ASSIGNMENT = Return each line exactly as written. Begin with the first line of the entries and end with the line that has "#[allow(deprecated)]".

(Collected data entries)
*** Block opens ***
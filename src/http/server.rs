//! HTTP server: the boundary between the wire and the pipeline.
//!
//! # Responsibilities
//! - Create Axum Router sending every path and method to the pipeline
//! - Wire up middleware (tracing, request timeout)
//! - Convert hyper requests into `Request` records and `Response` records
//!   back into hyper responses
//! - Run dispatch off the async workers, since modules may block
//! - Apply reloaded pipeline options while serving
//! - Observability (metrics per dispatch)

use std::sync::Arc;
use std::time::{Duration, Instant};

use axum::{
    body::{to_bytes, Body},
    extract::State,
    http::{request::Parts, HeaderName, HeaderValue, StatusCode, Version},
    response::IntoResponse,
    routing::any,
    Router,
};
use hyper::ext::ReasonPhrase;
use tokio::net::TcpListener;
use tokio::sync::{broadcast, mpsc};
use tower::ServiceBuilder;
use tower_http::{timeout::TimeoutLayer, trace::TraceLayer};

use crate::config::{ListenerConfig, ServerConfig};
use crate::http::{Headers, Request, Response};
use crate::lifecycle::shutdown::wait_for_shutdown;
use crate::observability::metrics;
use crate::pipeline::Pipeline;

/// Application state injected into the handler.
#[derive(Clone)]
pub struct AppState {
    pub pipeline: Arc<Pipeline>,
    pub max_body_bytes: usize,
}

/// HTTP front end for a pipeline.
pub struct PipelineServer {
    router: Router,
    pipeline: Arc<Pipeline>,
}

impl PipelineServer {
    /// Create a new server for `pipeline` with the given listener settings.
    pub fn new(pipeline: Arc<Pipeline>, config: &ListenerConfig) -> Self {
        let state = AppState {
            pipeline: Arc::clone(&pipeline),
            max_body_bytes: config.max_body_bytes,
        };
        let router = Self::build_router(config, state);
        Self { router, pipeline }
    }

    /// Build the Axum router with all middleware layers.
    #[allow(deprecated)]
    fn build_router(config: &ListenerConfig, state: AppState) -> Router {
        Router::new()
            .route("/", any(dispatch_handler))
            .route("/{*path}", any(dispatch_handler))
            .fallback(dispatch_handler)
            .with_state(state)
            .layer(
                ServiceBuilder::new()
                    .layer(TraceLayer::new_for_http())
                    .layer(TimeoutLayer::new(Duration::from_secs(config.request_timeout_secs))),
            )
    }

    /// The router, for serving it some other way or for tests.
    pub fn router(&self) -> Router {
        self.router.clone()
    }

    pub fn pipeline(&self) -> &Arc<Pipeline> {
        &self.pipeline
    }

    /// Serve connections from `listener` until `shutdown` fires or Ctrl+C.
    ///
    /// Configurations arriving on `config_updates` have their `[pipeline]`
    /// section applied; a rejected section keeps the current options.
    pub async fn run(
        self,
        listener: TcpListener,
        mut config_updates: mpsc::UnboundedReceiver<ServerConfig>,
        shutdown: broadcast::Receiver<()>,
    ) -> Result<(), std::io::Error> {
        let addr = listener.local_addr()?;
        tracing::info!(address = %addr, "Pipeline server starting");

        let pipeline = Arc::clone(&self.pipeline);
        let reloader = tokio::spawn(async move {
            while let Some(config) = config_updates.recv().await {
                match pipeline.configure(&config.pipeline) {
                    Ok(()) => tracing::info!("Pipeline options reloaded"),
                    Err(e) => tracing::error!(error = %e, "Rejected reloaded pipeline options"),
                }
            }
        });

        axum::serve(listener, self.router)
            .with_graceful_shutdown(wait_for_shutdown(shutdown))
            .await?;

        reloader.abort();
        tracing::info!("Pipeline server stopped");
        Ok(())
    }
}

/// Single handler for every request: convert, dispatch, convert back.
async fn dispatch_handler(State(state): State<AppState>, request: axum::extract::Request) -> axum::response::Response {
    let start_time = Instant::now();
    let (parts, body) = request.into_parts();

    let body = match to_bytes(body, state.max_body_bytes).await {
        Ok(bytes) => bytes,
        Err(e) => {
            tracing::warn!(error = %e, limit = state.max_body_bytes, "Rejected request body");
            metrics::record_dispatch(parts.method.as_str(), 413, start_time);
            return (StatusCode::PAYLOAD_TOO_LARGE, "Request body too large").into_response();
        }
    };

    let request = to_pipeline_request(&parts, body.to_vec());
    let method = request.method().to_string();
    tracing::debug!(method = %method, target = %request.target(), "Dispatching request");

    let pipeline = Arc::clone(&state.pipeline);
    let response = match tokio::task::spawn_blocking(move || pipeline.handle_request(&request)).await {
        Ok(response) => response,
        Err(e) => {
            tracing::error!(method = %method, error = %e, "Dispatch failed");
            metrics::record_dispatch(&method, 500, start_time);
            return (StatusCode::INTERNAL_SERVER_ERROR, "Internal Server Error").into_response();
        }
    };

    metrics::record_dispatch(&method, response.status, start_time);
    to_http_response(response)
}

/// Protocol version as it appears on a request line.
pub fn version_str(version: Version) -> &'static str {
    if version == Version::HTTP_09 {
        "HTTP/0.9"
    } else if version == Version::HTTP_10 {
        "HTTP/1.0"
    } else if version == Version::HTTP_2 {
        "HTTP/2.0"
    } else if version == Version::HTTP_3 {
        "HTTP/3.0"
    } else {
        "HTTP/1.1"
    }
}

/// Build a pipeline request from hyper's parsed head and the buffered body.
///
/// Repeated headers are joined with `", "`.
pub fn to_pipeline_request(parts: &Parts, body: Vec<u8>) -> Request {
    let target = parts
        .uri
        .path_and_query()
        .map(|pq| pq.as_str().to_string())
        .unwrap_or_else(|| parts.uri.to_string());

    let mut headers = Headers::new();
    for (name, value) in parts.headers.iter() {
        let value = String::from_utf8_lossy(value.as_bytes());
        headers
            .entry(name.as_str().to_string())
            .and_modify(|existing| {
                existing.push_str(", ");
                existing.push_str(&value);
            })
            .or_insert_with(|| value.into_owned());
    }

    Request::new(parts.method.as_str(), target, version_str(parts.version))
        .with_headers(headers)
        .with_body(body)
}

/// Turn a finished pipeline response into a hyper response.
///
/// The protocol version is left to hyper. Invalid status codes become 500;
/// headers hyper cannot represent are dropped.
pub fn to_http_response(response: Response) -> axum::response::Response {
    let status = StatusCode::from_u16(response.status).unwrap_or_else(|_| {
        tracing::warn!(status = response.status, "Invalid status code from pipeline");
        StatusCode::INTERNAL_SERVER_ERROR
    });

    let mut out = axum::response::Response::new(Body::from(response.body));
    *out.status_mut() = status;

    let headers = out.headers_mut();
    for (name, value) in &response.headers {
        match (HeaderName::try_from(name.as_str()), HeaderValue::try_from(value.as_str())) {
            (Ok(name), Ok(value)) => {
                headers.insert(name, value);
            }
            _ => tracing::warn!(header = %name, "Dropping invalid response header"),
        }
    }

    let reason = response.reason.as_str();
    if !reason.is_empty() && status.canonical_reason() != Some(reason) {
        match ReasonPhrase::try_from(reason.as_bytes()) {
            Ok(phrase) => {
                out.extensions_mut().insert(phrase);
            }
            Err(_) => tracing::warn!(reason = %reason, "Dropping invalid reason phrase"),
        }
    }

    out
}

#[cfg(test)]
mod tests {
    use super::*;
    use crate::pipeline::{Flow, Module, ModuleError, Options, Registrar, Stage};
    use tower::ServiceExt;

    struct Teapot;

    impl Module for Teapot {
        fn name(&self) -> &str {
            "teapot"
        }

        fn start(self: Arc<Self>, registrar: &Registrar<'_>, _options: &Options) -> Result<(), ModuleError> {
            registrar.hook(self, Stage::Middle)?;
            Ok(())
        }

        fn stop(&self) -> Result<(), ModuleError> {
            Ok(())
        }

        fn handle_request(&self, request: &Request, response: &mut Response) -> Flow {
            response.set_status(418, "Short and stout");
            response.set_body(format!("{} {} {}", request.method(), request.target(), request.body().len()));
            Flow::Continue
        }
    }

    fn server_with(modules: Vec<Arc<dyn Module>>) -> PipelineServer {
        let pipeline = Arc::new(Pipeline::new());
        for module in modules {
            pipeline.start_module(module, &Options::new()).unwrap();
        }
        PipelineServer::new(pipeline, &ListenerConfig::default())
    }

    #[test]
    fn request_conversion() {
        let (parts, _) = axum::http::Request::builder()
            .method("PUT")
            .uri("/items/3?force=true")
            .version(Version::HTTP_10)
            .header("accept", "text/html")
            .header("accept", "application/json")
            .body(())
            .unwrap()
            .into_parts();

        let req = to_pipeline_request(&parts, b"data".to_vec());
        assert_eq!(req.method(), "PUT");
        assert_eq!(req.target(), "/items/3?force=true");
        assert_eq!(req.version(), "HTTP/1.0");
        assert_eq!(req.header("accept"), Some("text/html, application/json"));
        assert_eq!(req.body(), b"data");
    }

    #[test]
    fn response_conversion_keeps_custom_reason() {
        let mut res = Response {
            status: 200,
            reason: "Fine by me".into(),
            ..Response::default()
        };
        res.set_header("X-Custom", "1");
        res.set_header("Bad Header", "x");
        res.set_body("ok");

        let out = to_http_response(res);
        assert_eq!(out.status(), StatusCode::OK);
        assert_eq!(out.headers().get("x-custom").unwrap(), "1");
        assert_eq!(out.headers().len(), 1);
        let phrase = out.extensions().get::<ReasonPhrase>().unwrap();
        assert_eq!(phrase.as_bytes(), b"Fine by me");
    }

    #[test]
    fn canonical_reason_needs_no_extension() {
        let res = Response {
            status: 404,
            reason: "Not Found".into(),
            ..Response::default()
        };
        let out = to_http_response(res);
        assert_eq!(out.status(), StatusCode::NOT_FOUND);
        assert!(out.extensions().get::<ReasonPhrase>().is_none());
    }

    #[test]
    fn invalid_status_becomes_500() {
        let res = Response {
            status: 42,
            ..Response::default()
        };
        assert_eq!(to_http_response(res).status(), StatusCode::INTERNAL_SERVER_ERROR);
    }

    #[tokio::test]
    async fn router_dispatches_every_path() {
        let server = server_with(vec![Arc::new(Teapot)]);

        for uri in ["/", "/deep/nested/path?x=1"] {
            let res = server
                .router()
                .oneshot(
                    axum::http::Request::builder()
                        .method("POST")
                        .uri(uri)
                        .body(Body::from("abc"))
                        .unwrap(),
                )
                .await
                .unwrap();

            assert_eq!(res.status().as_u16(), 418);
            let body = to_bytes(res.into_body(), usize::MAX).await.unwrap();
            assert_eq!(body, format!("POST {uri} 3").as_bytes());
        }
    }

    #[tokio::test]
    async fn empty_pipeline_answers_501() {
        let server = server_with(Vec::new());
        let res = server
            .router()
            .oneshot(axum::http::Request::builder().uri("/").body(Body::empty()).unwrap())
            .await
            .unwrap();

        assert_eq!(res.status(), StatusCode::NOT_IMPLEMENTED);
        assert_eq!(res.headers().get("content-type").unwrap(), "text/html");
        let phrase = res.extensions().get::<ReasonPhrase>().unwrap();
        assert_eq!(phrase.as_bytes(), b"Request not handled");
    }

    #[tokio::test]
    async fn oversized_body_is_rejected() {
        let pipeline = Arc::new(Pipeline::new());
        let config = ListenerConfig {
            max_body_bytes: 4,
            ..ListenerConfig::default()
        };
        let server = PipelineServer::new(pipeline, &config);
        let res = server
            .router()
            .oneshot(
                axum::http::Request::builder()
                    .method("POST")
                    .uri("/")
                    .body(Body::from("too long"))
                    .unwrap(),
            )
            .await
            .unwrap();
        assert_eq!(res.status(), StatusCode::PAYLOAD_TOO_LARGE);
    }
}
*** Block closes ***
RESULT =
filename src/http/server.rs
//! HTTP server: the boundary between the wire and the pipeline.
//!
//! # Responsibilities
//! - Create Axum Router sending every path and method to the pipeline
//! - Wire up middleware (tracing, request timeout)
//! - Convert hyper requests into `Request` records and `Response` records
//!   back into hyper responses
//! - Run dispatch off the async workers, since modules may block
//! - Apply reloaded pipeline options while serving
//! - Observability (metrics per dispatch)

use std::sync::Arc;
use std::time::{Duration, Instant};

use axum::{
    body::{to_bytes, Body},
    extract::State,
    http::{request::Parts, HeaderName, HeaderValue, StatusCode, Version},
    response::IntoResponse,
    routing::any,
    Router,
};
use hyper::ext::ReasonPhrase;
use tokio::net::TcpListener;
use tokio::sync::{broadcast, mpsc};
use tower::ServiceBuilder;
use tower_http::{timeout::TimeoutLayer, trace::TraceLayer};

use crate::config::{ListenerConfig, ServerConfig};
use crate::http::{Headers, Request, Response};
use crate::lifecycle::shutdown::wait_for_shutdown;
use crate::observability::metrics;
use crate::pipeline::Pipeline;

/// Application state injected into the handler.
#[derive(Clone)]
pub struct AppState {
    pub pipeline: Arc<Pipeline>,
    pub max_body_bytes: usize,
}

/// HTTP front end for a pipeline.
pub struct PipelineServer {
    router: Router,
    pipeline: Arc<Pipeline>,
}

impl PipelineServer {
    /// Create a new server for `pipeline` with the given listener settings.
    pub fn new(pipeline: Arc<Pipeline>, config: &ListenerConfig) -> Self {
        let state = AppState {
            pipeline: Arc::clone(&pipeline),
            max_body_bytes: config.max_body_bytes,
        };
        let router = Self::build_router(config, state);
        Self { router, pipeline }
    }

    /// Build the Axum router with all middleware layers.
    #[allow(deprecated)]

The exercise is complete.